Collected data

- - - - -

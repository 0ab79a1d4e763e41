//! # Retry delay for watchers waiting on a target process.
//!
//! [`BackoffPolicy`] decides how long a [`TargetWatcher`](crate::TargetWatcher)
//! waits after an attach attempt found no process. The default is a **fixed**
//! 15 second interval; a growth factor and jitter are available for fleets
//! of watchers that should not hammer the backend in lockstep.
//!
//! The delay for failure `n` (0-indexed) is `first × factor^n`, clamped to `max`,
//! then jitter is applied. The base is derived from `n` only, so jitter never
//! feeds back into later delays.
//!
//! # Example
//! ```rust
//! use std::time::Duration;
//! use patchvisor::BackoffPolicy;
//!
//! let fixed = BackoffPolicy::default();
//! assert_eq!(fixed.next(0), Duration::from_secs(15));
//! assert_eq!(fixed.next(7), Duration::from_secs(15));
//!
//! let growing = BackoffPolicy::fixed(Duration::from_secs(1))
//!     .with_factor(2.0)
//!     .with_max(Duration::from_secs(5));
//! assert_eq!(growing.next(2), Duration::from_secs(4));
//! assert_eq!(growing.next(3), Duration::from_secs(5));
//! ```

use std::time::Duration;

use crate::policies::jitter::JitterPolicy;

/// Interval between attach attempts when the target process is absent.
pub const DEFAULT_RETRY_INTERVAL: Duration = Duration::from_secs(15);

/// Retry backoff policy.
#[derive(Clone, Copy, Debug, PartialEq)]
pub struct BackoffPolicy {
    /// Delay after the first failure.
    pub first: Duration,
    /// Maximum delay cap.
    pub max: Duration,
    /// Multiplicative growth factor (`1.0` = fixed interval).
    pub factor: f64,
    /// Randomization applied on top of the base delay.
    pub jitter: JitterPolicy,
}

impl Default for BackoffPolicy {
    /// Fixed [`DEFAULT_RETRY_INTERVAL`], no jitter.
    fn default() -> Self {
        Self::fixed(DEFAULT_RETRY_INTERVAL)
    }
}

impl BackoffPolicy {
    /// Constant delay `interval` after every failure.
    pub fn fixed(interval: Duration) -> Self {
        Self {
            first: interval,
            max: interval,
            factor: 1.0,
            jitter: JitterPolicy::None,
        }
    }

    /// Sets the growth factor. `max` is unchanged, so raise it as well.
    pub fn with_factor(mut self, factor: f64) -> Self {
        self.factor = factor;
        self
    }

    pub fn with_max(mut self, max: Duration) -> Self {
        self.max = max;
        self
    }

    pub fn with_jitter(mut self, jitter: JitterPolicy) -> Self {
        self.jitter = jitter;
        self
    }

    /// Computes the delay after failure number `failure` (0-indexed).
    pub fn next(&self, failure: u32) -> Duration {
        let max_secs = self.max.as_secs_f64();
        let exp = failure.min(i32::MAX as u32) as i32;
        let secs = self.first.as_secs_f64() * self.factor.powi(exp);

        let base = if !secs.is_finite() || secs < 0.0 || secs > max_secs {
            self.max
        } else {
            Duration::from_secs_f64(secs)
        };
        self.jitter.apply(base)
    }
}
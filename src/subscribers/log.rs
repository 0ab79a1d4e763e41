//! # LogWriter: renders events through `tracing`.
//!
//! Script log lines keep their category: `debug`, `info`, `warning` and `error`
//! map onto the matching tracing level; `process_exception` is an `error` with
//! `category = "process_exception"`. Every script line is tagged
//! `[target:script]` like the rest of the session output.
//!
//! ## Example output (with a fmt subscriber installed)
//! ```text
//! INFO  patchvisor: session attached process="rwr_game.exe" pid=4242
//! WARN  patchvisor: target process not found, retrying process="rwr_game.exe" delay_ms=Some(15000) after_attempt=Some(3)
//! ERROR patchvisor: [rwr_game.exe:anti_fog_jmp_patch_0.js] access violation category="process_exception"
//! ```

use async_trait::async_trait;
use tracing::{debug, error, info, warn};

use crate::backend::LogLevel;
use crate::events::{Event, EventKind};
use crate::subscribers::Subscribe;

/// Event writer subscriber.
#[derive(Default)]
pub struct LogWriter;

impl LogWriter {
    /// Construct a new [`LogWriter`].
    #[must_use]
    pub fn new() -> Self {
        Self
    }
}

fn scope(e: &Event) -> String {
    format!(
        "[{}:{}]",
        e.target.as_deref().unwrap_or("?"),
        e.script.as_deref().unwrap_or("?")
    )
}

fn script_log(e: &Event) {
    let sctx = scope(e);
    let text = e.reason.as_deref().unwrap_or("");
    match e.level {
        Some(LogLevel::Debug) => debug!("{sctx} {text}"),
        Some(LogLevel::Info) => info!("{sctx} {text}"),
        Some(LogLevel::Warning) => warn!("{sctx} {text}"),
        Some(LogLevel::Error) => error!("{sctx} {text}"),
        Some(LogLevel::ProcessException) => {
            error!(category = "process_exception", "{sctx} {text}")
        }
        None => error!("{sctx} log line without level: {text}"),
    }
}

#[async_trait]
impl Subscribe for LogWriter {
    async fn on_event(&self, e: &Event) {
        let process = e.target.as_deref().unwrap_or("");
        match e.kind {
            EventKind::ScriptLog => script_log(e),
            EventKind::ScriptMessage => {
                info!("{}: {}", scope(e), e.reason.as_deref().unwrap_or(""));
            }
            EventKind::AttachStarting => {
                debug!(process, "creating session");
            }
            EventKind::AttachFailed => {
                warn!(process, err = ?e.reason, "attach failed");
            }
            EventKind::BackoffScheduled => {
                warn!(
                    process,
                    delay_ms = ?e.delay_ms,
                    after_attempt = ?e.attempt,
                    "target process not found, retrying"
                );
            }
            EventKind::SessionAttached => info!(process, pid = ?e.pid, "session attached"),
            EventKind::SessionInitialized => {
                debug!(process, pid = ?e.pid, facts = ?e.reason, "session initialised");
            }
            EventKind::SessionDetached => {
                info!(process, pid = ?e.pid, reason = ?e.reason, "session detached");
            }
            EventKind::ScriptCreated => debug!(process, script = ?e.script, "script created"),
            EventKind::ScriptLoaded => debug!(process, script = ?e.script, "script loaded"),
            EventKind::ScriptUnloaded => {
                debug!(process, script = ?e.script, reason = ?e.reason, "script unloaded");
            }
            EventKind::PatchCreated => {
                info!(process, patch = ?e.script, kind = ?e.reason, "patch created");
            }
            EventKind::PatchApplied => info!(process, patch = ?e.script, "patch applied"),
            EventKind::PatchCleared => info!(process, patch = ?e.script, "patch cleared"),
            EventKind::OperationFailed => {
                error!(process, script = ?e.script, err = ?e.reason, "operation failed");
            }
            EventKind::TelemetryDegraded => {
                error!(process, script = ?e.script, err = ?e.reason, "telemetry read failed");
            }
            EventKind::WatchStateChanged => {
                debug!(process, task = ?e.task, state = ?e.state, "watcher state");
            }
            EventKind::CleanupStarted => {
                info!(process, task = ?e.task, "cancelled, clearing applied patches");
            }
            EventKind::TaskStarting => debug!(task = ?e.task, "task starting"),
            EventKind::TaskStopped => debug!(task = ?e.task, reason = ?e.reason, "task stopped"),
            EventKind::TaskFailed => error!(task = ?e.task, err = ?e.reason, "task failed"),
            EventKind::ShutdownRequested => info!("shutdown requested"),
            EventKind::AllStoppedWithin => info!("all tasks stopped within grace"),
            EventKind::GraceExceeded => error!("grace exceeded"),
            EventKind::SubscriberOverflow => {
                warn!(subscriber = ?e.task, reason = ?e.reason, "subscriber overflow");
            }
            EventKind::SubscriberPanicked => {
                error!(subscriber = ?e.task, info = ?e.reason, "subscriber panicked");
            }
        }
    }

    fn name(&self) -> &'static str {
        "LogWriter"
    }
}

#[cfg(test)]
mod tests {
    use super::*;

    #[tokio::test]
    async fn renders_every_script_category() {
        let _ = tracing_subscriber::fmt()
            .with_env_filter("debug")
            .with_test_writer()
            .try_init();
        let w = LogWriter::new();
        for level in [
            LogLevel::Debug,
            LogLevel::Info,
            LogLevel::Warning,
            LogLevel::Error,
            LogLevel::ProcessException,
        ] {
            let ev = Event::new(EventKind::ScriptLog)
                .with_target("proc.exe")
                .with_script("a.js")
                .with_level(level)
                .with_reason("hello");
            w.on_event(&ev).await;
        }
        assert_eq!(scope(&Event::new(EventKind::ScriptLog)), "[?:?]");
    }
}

- - - - -

About this task = Using the entries above, copy out all lines that contain the string "watchers".

Expected answer =
//! # Retry delay for watchers waiting on a target process.
//! of watchers that should not hammer the backend in lockstep.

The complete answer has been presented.